MATERIAL PROVIDED section start

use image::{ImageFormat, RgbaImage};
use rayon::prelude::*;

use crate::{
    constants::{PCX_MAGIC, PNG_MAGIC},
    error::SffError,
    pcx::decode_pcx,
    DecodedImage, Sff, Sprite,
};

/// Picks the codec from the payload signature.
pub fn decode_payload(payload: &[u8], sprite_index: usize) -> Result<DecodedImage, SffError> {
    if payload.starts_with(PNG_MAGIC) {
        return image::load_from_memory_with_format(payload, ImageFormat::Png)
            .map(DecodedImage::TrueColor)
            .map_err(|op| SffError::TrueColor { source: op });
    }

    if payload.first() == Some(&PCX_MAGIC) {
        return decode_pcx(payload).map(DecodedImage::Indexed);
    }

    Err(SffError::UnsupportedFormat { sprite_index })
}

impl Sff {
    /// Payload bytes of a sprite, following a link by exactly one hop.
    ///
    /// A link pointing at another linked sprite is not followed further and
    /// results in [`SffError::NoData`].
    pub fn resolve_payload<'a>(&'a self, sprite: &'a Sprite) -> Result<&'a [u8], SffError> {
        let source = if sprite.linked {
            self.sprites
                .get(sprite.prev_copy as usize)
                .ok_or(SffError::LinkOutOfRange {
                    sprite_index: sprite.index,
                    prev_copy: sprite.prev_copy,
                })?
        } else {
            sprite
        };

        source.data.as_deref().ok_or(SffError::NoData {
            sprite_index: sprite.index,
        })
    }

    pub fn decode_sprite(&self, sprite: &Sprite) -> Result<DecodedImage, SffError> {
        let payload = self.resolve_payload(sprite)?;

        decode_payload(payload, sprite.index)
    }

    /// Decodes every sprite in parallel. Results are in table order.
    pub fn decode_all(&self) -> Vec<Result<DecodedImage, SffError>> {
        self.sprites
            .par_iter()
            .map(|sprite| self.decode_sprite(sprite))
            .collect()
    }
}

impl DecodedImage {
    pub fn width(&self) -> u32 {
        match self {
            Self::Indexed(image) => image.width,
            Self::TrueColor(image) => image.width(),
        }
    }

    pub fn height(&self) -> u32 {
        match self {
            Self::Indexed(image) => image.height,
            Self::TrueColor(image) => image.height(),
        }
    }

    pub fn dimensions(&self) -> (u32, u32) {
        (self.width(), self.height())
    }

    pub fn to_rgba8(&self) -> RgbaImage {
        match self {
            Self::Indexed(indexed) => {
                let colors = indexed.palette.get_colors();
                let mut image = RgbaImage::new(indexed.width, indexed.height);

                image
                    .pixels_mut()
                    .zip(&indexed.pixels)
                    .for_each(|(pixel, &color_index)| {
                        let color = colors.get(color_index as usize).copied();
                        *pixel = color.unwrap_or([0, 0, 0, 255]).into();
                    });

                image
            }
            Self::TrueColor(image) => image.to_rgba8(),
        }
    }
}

MATERIAL PROVIDED section end
MATERIAL PROVIDED section start

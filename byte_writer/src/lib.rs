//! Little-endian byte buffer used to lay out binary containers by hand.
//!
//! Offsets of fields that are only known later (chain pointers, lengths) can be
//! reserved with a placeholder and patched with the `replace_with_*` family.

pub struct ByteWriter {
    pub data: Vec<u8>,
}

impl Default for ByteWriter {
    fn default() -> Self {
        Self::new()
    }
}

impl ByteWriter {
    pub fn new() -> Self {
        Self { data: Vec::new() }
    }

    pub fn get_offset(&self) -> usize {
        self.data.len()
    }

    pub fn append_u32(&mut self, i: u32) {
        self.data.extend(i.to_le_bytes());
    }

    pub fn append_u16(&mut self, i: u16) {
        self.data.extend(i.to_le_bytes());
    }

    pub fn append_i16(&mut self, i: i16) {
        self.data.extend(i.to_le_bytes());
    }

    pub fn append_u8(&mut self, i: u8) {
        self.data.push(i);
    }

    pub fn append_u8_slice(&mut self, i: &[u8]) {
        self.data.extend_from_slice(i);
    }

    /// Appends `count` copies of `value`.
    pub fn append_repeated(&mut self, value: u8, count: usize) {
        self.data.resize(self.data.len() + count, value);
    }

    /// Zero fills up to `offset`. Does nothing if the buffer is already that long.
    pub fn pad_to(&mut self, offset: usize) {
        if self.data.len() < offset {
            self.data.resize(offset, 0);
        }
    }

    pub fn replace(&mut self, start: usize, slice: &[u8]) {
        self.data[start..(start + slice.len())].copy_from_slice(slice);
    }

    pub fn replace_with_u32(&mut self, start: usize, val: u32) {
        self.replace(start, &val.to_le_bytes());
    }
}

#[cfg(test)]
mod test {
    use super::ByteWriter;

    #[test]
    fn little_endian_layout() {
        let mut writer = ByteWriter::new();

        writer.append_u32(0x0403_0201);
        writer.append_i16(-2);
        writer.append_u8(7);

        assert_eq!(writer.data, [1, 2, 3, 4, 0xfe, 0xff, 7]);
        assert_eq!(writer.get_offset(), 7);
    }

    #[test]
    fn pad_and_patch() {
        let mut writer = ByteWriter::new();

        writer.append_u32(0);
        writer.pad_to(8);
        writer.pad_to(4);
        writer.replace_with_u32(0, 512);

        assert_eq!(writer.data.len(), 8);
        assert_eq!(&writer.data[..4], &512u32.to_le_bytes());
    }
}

MATERIAL PROVIDED section end
MATERIAL PROVIDED section start

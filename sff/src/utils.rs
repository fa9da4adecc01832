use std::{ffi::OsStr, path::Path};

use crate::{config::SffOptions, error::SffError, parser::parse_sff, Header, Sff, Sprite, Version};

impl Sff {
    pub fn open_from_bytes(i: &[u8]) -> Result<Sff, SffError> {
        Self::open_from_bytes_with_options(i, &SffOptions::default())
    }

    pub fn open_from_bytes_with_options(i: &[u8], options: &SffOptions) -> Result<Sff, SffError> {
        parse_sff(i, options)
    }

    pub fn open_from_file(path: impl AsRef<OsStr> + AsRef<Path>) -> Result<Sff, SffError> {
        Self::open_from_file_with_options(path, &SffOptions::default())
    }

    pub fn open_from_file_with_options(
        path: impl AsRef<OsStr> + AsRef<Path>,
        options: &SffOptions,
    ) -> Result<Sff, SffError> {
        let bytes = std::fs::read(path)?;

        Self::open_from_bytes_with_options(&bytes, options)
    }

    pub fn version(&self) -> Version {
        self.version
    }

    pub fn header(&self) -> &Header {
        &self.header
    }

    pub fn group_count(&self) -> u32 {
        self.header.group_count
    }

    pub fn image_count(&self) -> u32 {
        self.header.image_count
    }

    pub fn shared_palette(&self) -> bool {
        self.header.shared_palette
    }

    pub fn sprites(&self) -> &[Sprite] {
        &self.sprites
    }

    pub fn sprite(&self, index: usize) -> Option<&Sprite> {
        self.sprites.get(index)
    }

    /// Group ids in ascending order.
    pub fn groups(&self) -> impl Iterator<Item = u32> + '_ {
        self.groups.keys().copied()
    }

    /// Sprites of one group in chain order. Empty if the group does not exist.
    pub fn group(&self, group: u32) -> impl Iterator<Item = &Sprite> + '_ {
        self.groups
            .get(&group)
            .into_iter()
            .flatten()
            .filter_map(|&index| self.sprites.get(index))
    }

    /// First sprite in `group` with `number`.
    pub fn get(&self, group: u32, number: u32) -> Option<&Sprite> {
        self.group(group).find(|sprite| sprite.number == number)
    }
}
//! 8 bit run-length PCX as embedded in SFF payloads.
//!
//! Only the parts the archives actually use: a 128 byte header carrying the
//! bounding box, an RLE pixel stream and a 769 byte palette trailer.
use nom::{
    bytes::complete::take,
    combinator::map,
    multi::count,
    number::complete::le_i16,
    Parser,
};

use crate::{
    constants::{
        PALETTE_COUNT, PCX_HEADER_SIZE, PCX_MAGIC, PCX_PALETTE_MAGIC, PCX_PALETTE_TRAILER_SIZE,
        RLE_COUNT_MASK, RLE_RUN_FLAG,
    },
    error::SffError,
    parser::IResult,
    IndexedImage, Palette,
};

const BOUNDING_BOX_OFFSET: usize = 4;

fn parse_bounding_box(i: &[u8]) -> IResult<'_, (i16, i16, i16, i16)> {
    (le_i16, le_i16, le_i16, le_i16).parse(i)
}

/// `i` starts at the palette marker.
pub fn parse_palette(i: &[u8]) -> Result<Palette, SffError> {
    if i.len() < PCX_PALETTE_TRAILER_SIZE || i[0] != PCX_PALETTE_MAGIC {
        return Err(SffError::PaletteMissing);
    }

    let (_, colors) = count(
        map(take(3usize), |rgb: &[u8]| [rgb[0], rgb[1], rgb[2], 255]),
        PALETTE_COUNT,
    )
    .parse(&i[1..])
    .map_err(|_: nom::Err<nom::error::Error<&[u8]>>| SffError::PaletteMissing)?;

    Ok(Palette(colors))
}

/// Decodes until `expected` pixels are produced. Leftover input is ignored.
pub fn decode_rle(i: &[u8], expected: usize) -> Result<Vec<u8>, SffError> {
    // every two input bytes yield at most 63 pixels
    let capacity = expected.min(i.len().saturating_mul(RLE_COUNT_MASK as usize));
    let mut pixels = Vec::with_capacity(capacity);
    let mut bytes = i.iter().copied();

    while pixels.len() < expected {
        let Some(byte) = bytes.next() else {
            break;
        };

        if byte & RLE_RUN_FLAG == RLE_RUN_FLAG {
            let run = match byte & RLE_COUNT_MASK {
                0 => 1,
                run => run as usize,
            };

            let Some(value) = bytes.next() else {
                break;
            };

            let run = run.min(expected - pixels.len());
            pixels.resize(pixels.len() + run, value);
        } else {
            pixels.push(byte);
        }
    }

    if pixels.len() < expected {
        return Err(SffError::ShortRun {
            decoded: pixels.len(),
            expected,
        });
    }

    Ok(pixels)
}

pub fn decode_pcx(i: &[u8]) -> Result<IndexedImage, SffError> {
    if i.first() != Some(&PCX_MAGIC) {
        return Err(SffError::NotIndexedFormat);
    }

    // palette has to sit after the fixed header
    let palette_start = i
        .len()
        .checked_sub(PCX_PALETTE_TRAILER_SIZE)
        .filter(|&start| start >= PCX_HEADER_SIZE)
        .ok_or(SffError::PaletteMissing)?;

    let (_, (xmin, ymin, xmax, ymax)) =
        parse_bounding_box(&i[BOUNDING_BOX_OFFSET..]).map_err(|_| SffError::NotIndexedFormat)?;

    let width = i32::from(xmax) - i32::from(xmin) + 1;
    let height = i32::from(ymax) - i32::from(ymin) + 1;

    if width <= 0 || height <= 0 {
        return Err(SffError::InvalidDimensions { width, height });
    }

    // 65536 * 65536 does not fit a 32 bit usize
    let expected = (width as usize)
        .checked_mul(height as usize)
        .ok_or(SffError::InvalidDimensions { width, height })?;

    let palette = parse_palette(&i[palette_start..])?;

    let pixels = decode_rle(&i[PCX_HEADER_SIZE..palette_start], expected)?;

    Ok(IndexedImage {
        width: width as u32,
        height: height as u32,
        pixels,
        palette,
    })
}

MATERIAL PROVIDED section end

Write out exactly the lines that fall from the line with "assert_eq!(writer.get_offset(), 7);" to the line with "writer.replace_with_u32(0, 512);" in the records above, keeping both ends.

        assert_eq!(writer.get_offset(), 7);
    }

    #[test]
    fn pad_and_patch() {
        let mut writer = ByteWriter::new();

        writer.append_u32(0);
        writer.pad_to(8);
        writer.pad_to(4);
        writer.replace_with_u32(0, 512);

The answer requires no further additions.